TASK: Below are records; quote them exactly from the first line through the line that contains "settings are logged.".

-- DATASET RECORDS follows --

// Copyright 2025-Present Datadog, Inc. https://www.datadoghq.com/
// SPDX-License-Identifier: Apache-2.0

#![cfg_attr(not(test), deny(clippy::panic))]
#![cfg_attr(not(test), deny(clippy::unwrap_used))]
#![cfg_attr(not(test), deny(clippy::expect_used))]
#![cfg_attr(not(test), deny(clippy::todo))]
#![cfg_attr(not(test), deny(clippy::unimplemented))]

//! Reads NDJSON events from stdin and delivers them through an [`Agent`].
//!
//! Each input line is a single-key object such as `{"transaction": {...}}`.
//! The relay stops at end of input or on Ctrl-C, giving the agent its configured
//! grace period to flush what is still queued.

mod logger;

use anyhow::Context;
use std::env;
use std::str::FromStr;
use std::sync::Arc;
use std::time::Duration;
use tokio::io::{AsyncBufReadExt, BufReader};
use tokio_util::sync::CancellationToken;
use tracing::{debug, error, info, warn};

use apm_agent_core::config::{LogLevel, DEFAULT_SERVICE_NAME};
use apm_agent_core::{Agent, ConfigSnapshot, Event};

/// How often the relay checks the active snapshot for a new `log_level`.
const LOG_LEVEL_POLL_INTERVAL: Duration = Duration::from_secs(5);

#[tokio::main]
pub async fn main() {
    // The level and service are read ahead of the full configuration so that
    // problems with the other settings are logged.
    let log_level = env::var("APM_LOG_LEVEL")
        .ok()
        .and_then(|v| LogLevel::from_str(&v).ok())
        .unwrap_or_default();
    let service = env::var("APM_SERVICE_NAME")
        .ok()
        .filter(|s| !s.trim().is_empty())
        .unwrap_or_else(|| DEFAULT_SERVICE_NAME.to_string());
    let level_handle = match logger::install(log_level, service) {
        Ok(handle) => handle,
        Err(e) => {
            eprintln!("APM_RELAY | ERROR | setting default subscriber failed: {e:#}");
            return;
        }
    };
    debug!("Logging subsystem enabled");

    if let Err(e) = run(level_handle).await {
        error!("APM | Relay failed: {e:#}");
        std::process::exit(1);
    }
}

/// Applies the `log_level` of every newly published snapshot to the subscriber.
async fn follow_log_level(agent: Arc<Agent>, handle: logger::LevelHandle, cancel: CancellationToken) {
    let mut current = agent.config().log_level;
    let mut ticker = tokio::time::interval(LOG_LEVEL_POLL_INTERVAL);
    loop {
        tokio::select! {
            () = cancel.cancelled() => return,
            _ = ticker.tick() => {}
        }
        let level = agent.config().log_level;
        if level == current {
            continue;
        }
        match logger::env_filter(level).map(|filter| handle.reload(filter)) {
            Ok(Ok(())) => {
                info!("APM | Log level changed from {current:?} to {level:?}");
                current = level;
            }
            Ok(Err(e)) => warn!("APM | Could not apply log level {level:?}: {e}"),
            Err(e) => warn!("APM | Could not apply log level {level:?}: {e}"),
        }
    }
}

async fn run(level_handle: logger::LevelHandle) -> anyhow::Result<()> {
    let config = ConfigSnapshot::from_env();
    debug!("APM | Relay configuration: {config:?}");
    let grace = config.shutdown_grace_period;

    let agent = Arc::new(Agent::new(config).context("building agent")?);
    agent.start().context("starting agent")?;
    let log_cancel = CancellationToken::new();
    let log_task = tokio::spawn(follow_log_level(
        Arc::clone(&agent),
        level_handle,
        log_cancel.clone(),
    ));

    let mut lines = BufReader::new(tokio::io::stdin()).lines();
    let (mut line_no, mut accepted, mut rejected) = (0u64, 0u64, 0u64);
    loop {
        tokio::select! {
            biased;
            _ = tokio::signal::ctrl_c() => {
                info!("APM | Interrupted, shutting down");
                break;
            }
            line = lines.next_line() => {
                let Some(line) = line.context("reading stdin")? else {
                    debug!("APM | End of input");
                    break;
                };
                line_no += 1;
                if line.trim().is_empty() {
                    continue;
                }
                match Event::from_ndjson_line(&line) {
                    Some(event) => {
                        if agent.enqueue(event) {
                            accepted += 1;
                        }
                    }
                    None => {
                        rejected += 1;
                        warn!("APM | Ignoring malformed input line {line_no}");
                    }
                }
            }
        }
    }

    info!("APM | Queued {accepted} events ({rejected} malformed lines), flushing");
    let stopped = agent.stop(grace).await.context("stopping agent");
    log_cancel.cancel();
    let _ = log_task.await;
    stopped
}
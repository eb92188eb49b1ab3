// Copyright 2025-Present Datadog, Inc. https://www.datadoghq.com/
// SPDX-License-Identifier: Apache-2.0

//! Per-kind filter chains applied to events right before they are queued.

use std::panic::{catch_unwind, AssertUnwindSafe};
use std::sync::{Arc, PoisonError, RwLock};
use tracing::{error, trace};

use crate::event::{Event, EventKind};

/// A transform over an event; returning `None` drops it.
pub type Filter = Arc<dyn Fn(Event) -> Option<Event> + Send + Sync>;

#[derive(Default)]
pub struct FilterRegistry {
    chains: [RwLock<Vec<Filter>>; 4],
}

impl FilterRegistry {
    #[must_use]
    pub fn new() -> Self {
        Self::default()
    }

    /// Appends `filter` to the chain for `kind`. Filters are never removed.
    pub fn add(&self, kind: EventKind, filter: Filter) {
        self.chains[kind.index()]
            .write()
            .unwrap_or_else(PoisonError::into_inner)
            .push(filter);
    }

    #[must_use]
    pub fn len(&self, kind: EventKind) -> usize {
        self.chains[kind.index()]
            .read()
            .unwrap_or_else(PoisonError::into_inner)
            .len()
    }

    #[must_use]
    pub fn is_empty(&self) -> bool {
        EventKind::ALL.into_iter().all(|kind| self.len(kind) == 0)
    }

    /// Runs the chain for the event's kind in registration order.
    ///
    /// The first filter returning `None` stops the chain. A filter that panics is
    /// skipped and the event it was given continues unchanged.
    pub fn apply(&self, event: Event) -> Option<Event> {
        let kind = event.kind();
        // Clone the chain so user code never runs under the lock.
        let chain: Vec<Filter> = self.chains[kind.index()]
            .read()
            .unwrap_or_else(PoisonError::into_inner)
            .clone();

        let mut event = event;
        for (position, filter) in chain.iter().enumerate() {
            let input = event.clone();
            match catch_unwind(AssertUnwindSafe(|| filter(input))) {
                Ok(Some(next)) => event = next,
                Ok(None) => {
                    trace!("APM | {kind} dropped by filter {position}");
                    return None;
                }
                Err(_) => {
                    error!("APM | {kind} filter {position} panicked, passing the event through unchanged");
                }
            }
        }
        Some(event)
    }
}

impl std::fmt::Debug for FilterRegistry {
    fn fmt(&self, f: &mut std::fmt::Formatter<'_>) -> std::fmt::Result {
        let mut map = f.debug_map();
        for kind in EventKind::ALL {
            map.entry(&kind.as_str(), &self.len(kind));
        }
        map.finish()
    }
}
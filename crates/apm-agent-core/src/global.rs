// Copyright 2025-Present Datadog, Inc. https://www.datadoghq.com/
// SPDX-License-Identifier: Apache-2.0

//! Optional process-wide default agent.
//!
//! Instrumentation that cannot be handed an [`Agent`] explicitly reports through
//! these functions. Until [`init`] registers the default agent:
//!
//! - [`enqueue`] buffers up to [`MAX_PENDING_EVENTS`] events
//! - [`add_filter`] records static filters
//!
//! On [`init`] the static filters move into the agent's chains and the buffered
//! events are replayed through them. Registration happens at most once per process.

use std::collections::VecDeque;
use std::sync::{Arc, Mutex, MutexGuard, OnceLock, PoisonError};
use tracing::{debug, warn};

use crate::agent::{Agent, AgentError};
use crate::event::{Event, EventKind};
use crate::filters::Filter;

/// Events offered before [`init`] beyond this are dropped.
pub const MAX_PENDING_EVENTS: usize = 1000;

static DEFAULT_AGENT: OnceLock<Arc<Agent>> = OnceLock::new();
static PENDING: Mutex<Pending> = Mutex::new(Pending {
    events: VecDeque::new(),
    filters: Vec::new(),
    dropped: 0,
});

struct Pending {
    events: VecDeque<Event>,
    filters: Vec<(EventKind, Filter)>,
    dropped: u64,
}

fn pending() -> MutexGuard<'static, Pending> {
    PENDING.lock().unwrap_or_else(PoisonError::into_inner)
}

/// Registers `agent` as the process-wide default.
///
/// The static filters are installed and the buffered events replayed before the
/// agent becomes visible to [`enqueue`], so no event bypasses the filters or
/// overtakes the buffered ones.
pub fn init(agent: Arc<Agent>) -> Result<(), AgentError> {
    // Held until the agent is published; `enqueue` and `add_filter` wait on it.
    let mut pending = pending();
    if DEFAULT_AGENT.get().is_some() {
        return Err(AgentError::AlreadyInitialized);
    }

    let filters = std::mem::take(&mut pending.filters);
    let filter_count = filters.len();
    for (kind, filter) in filters {
        agent.add_shared_filter(kind, filter);
    }
    let buffered = pending.events.len();
    let accepted = pending
        .events
        .drain(..)
        .map(|event| agent.enqueue(event))
        .filter(|queued| *queued)
        .count();
    let dropped = std::mem::take(&mut pending.dropped);

    DEFAULT_AGENT
        .set(agent)
        .map_err(|_| AgentError::AlreadyInitialized)?;
    drop(pending);

    debug!(
        "APM | Default agent initialized with {filter_count} static filters, replayed {accepted}/{buffered} buffered events"
    );
    if dropped > 0 {
        warn!("APM | {dropped} events were dropped before the default agent was initialized");
    }
    Ok(())
}

/// The default agent, once registered.
#[must_use]
pub fn agent() -> Option<Arc<Agent>> {
    DEFAULT_AGENT.get().cloned()
}

/// Offers `event` to the default agent, buffering it until [`init`].
pub fn enqueue(event: Event) -> bool {
    if let Some(agent) = DEFAULT_AGENT.get() {
        return agent.enqueue(event);
    }
    let mut pending = pending();
    // `init` may have completed while we waited for the lock.
    if let Some(agent) = DEFAULT_AGENT.get() {
        drop(pending);
        return agent.enqueue(event);
    }
    if pending.events.len() >= MAX_PENDING_EVENTS {
        pending.dropped += 1;
        return false;
    }
    pending.events.push_back(event);
    true
}

/// Registers a static filter applied once the default agent exists.
///
/// Returns `false` after [`init`]; later filters must be added on the agent itself.
pub fn add_filter<F>(kind: EventKind, filter: F) -> bool
where
    F: Fn(Event) -> Option<Event> + Send + Sync + 'static,
{
    let mut pending = pending();
    if DEFAULT_AGENT.get().is_some() {
        return false;
    }
    pending.filters.push((kind, Arc::new(filter)));
    true
}
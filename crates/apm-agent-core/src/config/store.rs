// Copyright 2025-Present Datadog, Inc. https://www.datadoghq.com/
// SPDX-License-Identifier: Apache-2.0

use arc_swap::ArcSwap;
use std::sync::Arc;
use tracing::debug;

use super::ConfigSnapshot;

/// Holds the active [`ConfigSnapshot`].
///
/// Reads are lock-free and always observe a complete snapshot. Publishing swaps the
/// whole snapshot; readers holding an older `Arc` keep it alive until they drop it.
pub struct ConfigStore {
    local: Arc<ConfigSnapshot>,
    current: ArcSwap<ConfigSnapshot>,
}

impl ConfigStore {
    #[must_use]
    pub fn new(local: ConfigSnapshot) -> Self {
        let local = Arc::new(local);
        Self {
            current: ArcSwap::new(Arc::clone(&local)),
            local,
        }
    }

    /// The active snapshot.
    #[must_use]
    pub fn current(&self) -> Arc<ConfigSnapshot> {
        self.current.load_full()
    }

    /// The locally loaded snapshot central overrides are merged onto.
    #[must_use]
    pub fn local(&self) -> Arc<ConfigSnapshot> {
        Arc::clone(&self.local)
    }

    pub fn publish(&self, snapshot: ConfigSnapshot) {
        debug!(
            "APM | Publishing configuration snapshot, origin: {:?}, central keys: {:?}",
            snapshot.origin, snapshot.central_keys
        );
        self.current.store(Arc::new(snapshot));
    }

    /// Restores the local snapshot, dropping every central override.
    pub fn reset_to_local(&self) {
        self.current.store(Arc::clone(&self.local));
    }
}

impl std::fmt::Debug for ConfigStore {
    fn fmt(&self, f: &mut std::fmt::Formatter<'_>) -> std::fmt::Result {
        f.debug_struct("ConfigStore")
            .field("current", &self.current())
            .finish_non_exhaustive()
    }
}

#[cfg(test)]
mod tests {
    use super::*;
    use crate::config::ConfigOrigin;

    #[test]
    fn test_publish_replaces_snapshot() {
        let store = ConfigStore::new(ConfigSnapshot::default());
        let before = store.current();

        store.publish(ConfigSnapshot {
            recording: false,
            origin: ConfigOrigin::Central {
                etag: Some("\"1\"".to_string()),
            },
            central_keys: vec!["recording".to_string()],
            ..ConfigSnapshot::default()
        });

        let after = store.current();
        assert!(before.recording);
        assert!(!after.recording);
        assert!(after.is_central());
        assert_eq!(store.local().origin, ConfigOrigin::Local);
    }

    #[test]
    fn test_reset_to_local() {
        let store = ConfigStore::new(ConfigSnapshot::default());
        store.publish(ConfigSnapshot {
            max_batch_event_count: 99,
            ..ConfigSnapshot::default()
        });
        store.reset_to_local();
        assert!(Arc::ptr_eq(&store.current(), &store.local()));
    }

    #[test]
    fn test_concurrent_readers_see_whole_snapshots() {
        let store = Arc::new(ConfigStore::new(ConfigSnapshot::default()));
        let writer = {
            let store = Arc::clone(&store);
            std::thread::spawn(move || {
                for i in 1..500 {
                    store.publish(ConfigSnapshot {
                        max_batch_event_count: i,
                        max_queue_event_count: i,
                        ..ConfigSnapshot::default()
                    });
                }
            })
        };
        for _ in 0..500 {
            let snapshot = store.current();
            if snapshot.max_batch_event_count != crate::config::DEFAULT_MAX_BATCH_EVENT_COUNT {
                assert_eq!(snapshot.max_batch_event_count, snapshot.max_queue_event_count);
            }
        }
        writer.join().unwrap();
    }
}
#![no_main]

use libfuzzer_sys::fuzz_target;

fuzz_target!(|data: &[u8]| {
    if let Ok(content) = std::str::from_utf8(data) {
        if let Ok(mission) = gcs_mission_map::parse_wpl_mission(content) {
            let written = gcs_mission_map::write_wpl_mission(&mission);
            let _ = gcs_mission_map::parse_wpl_mission(&written);
            let _ = mission.annotations();
        }
    }
});
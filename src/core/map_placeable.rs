//! Faehigkeit "auf der Karte platzierbar und verschiebbar".

use super::GeoCoordinate;

/// Alles, was die Kartenoberflaeche als verschiebbaren Marker darstellen kann.
///
/// Die Kartenoberflaeche haengt nur von diesem Trait ab, nicht vom konkreten Typ.
pub trait MapPlaceable {
    /// Aktuelle Marker-Position
    fn coordinate(&self) -> GeoCoordinate;

    /// Setzt die Marker-Position (z.B. nach Drag). Keine Validierung.
    fn set_coordinate(&mut self, coordinate: GeoCoordinate);

    /// Optionaler Titel fuer Callouts
    fn title(&self) -> Option<String> {
        None
    }

    /// Optionaler Untertitel fuer Callouts
    fn subtitle(&self) -> Option<String> {
        None
    }
}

-- DATASET RECORDS concluded --

EXERCISE RESPONSE:
// Copyright 2025-Present Datadog, Inc. https://www.datadoghq.com/
// SPDX-License-Identifier: Apache-2.0

#![cfg_attr(not(test), deny(clippy::panic))]
#![cfg_attr(not(test), deny(clippy::unwrap_used))]
#![cfg_attr(not(test), deny(clippy::expect_used))]
#![cfg_attr(not(test), deny(clippy::todo))]
#![cfg_attr(not(test), deny(clippy::unimplemented))]

//! Reads NDJSON events from stdin and delivers them through an [`Agent`].
//!
//! Each input line is a single-key object such as `{"transaction": {...}}`.
//! The relay stops at end of input or on Ctrl-C, giving the agent its configured
//! grace period to flush what is still queued.

mod logger;

use anyhow::Context;
use std::env;
use std::str::FromStr;
use std::sync::Arc;
use std::time::Duration;
use tokio::io::{AsyncBufReadExt, BufReader};
use tokio_util::sync::CancellationToken;
use tracing::{debug, error, info, warn};

use apm_agent_core::config::{LogLevel, DEFAULT_SERVICE_NAME};
use apm_agent_core::{Agent, ConfigSnapshot, Event};

/// How often the relay checks the active snapshot for a new `log_level`.
const LOG_LEVEL_POLL_INTERVAL: Duration = Duration::from_secs(5);

#[tokio::main]
pub async fn main() {
    // The level and service are read ahead of the full configuration so that
    // problems with the other settings are logged.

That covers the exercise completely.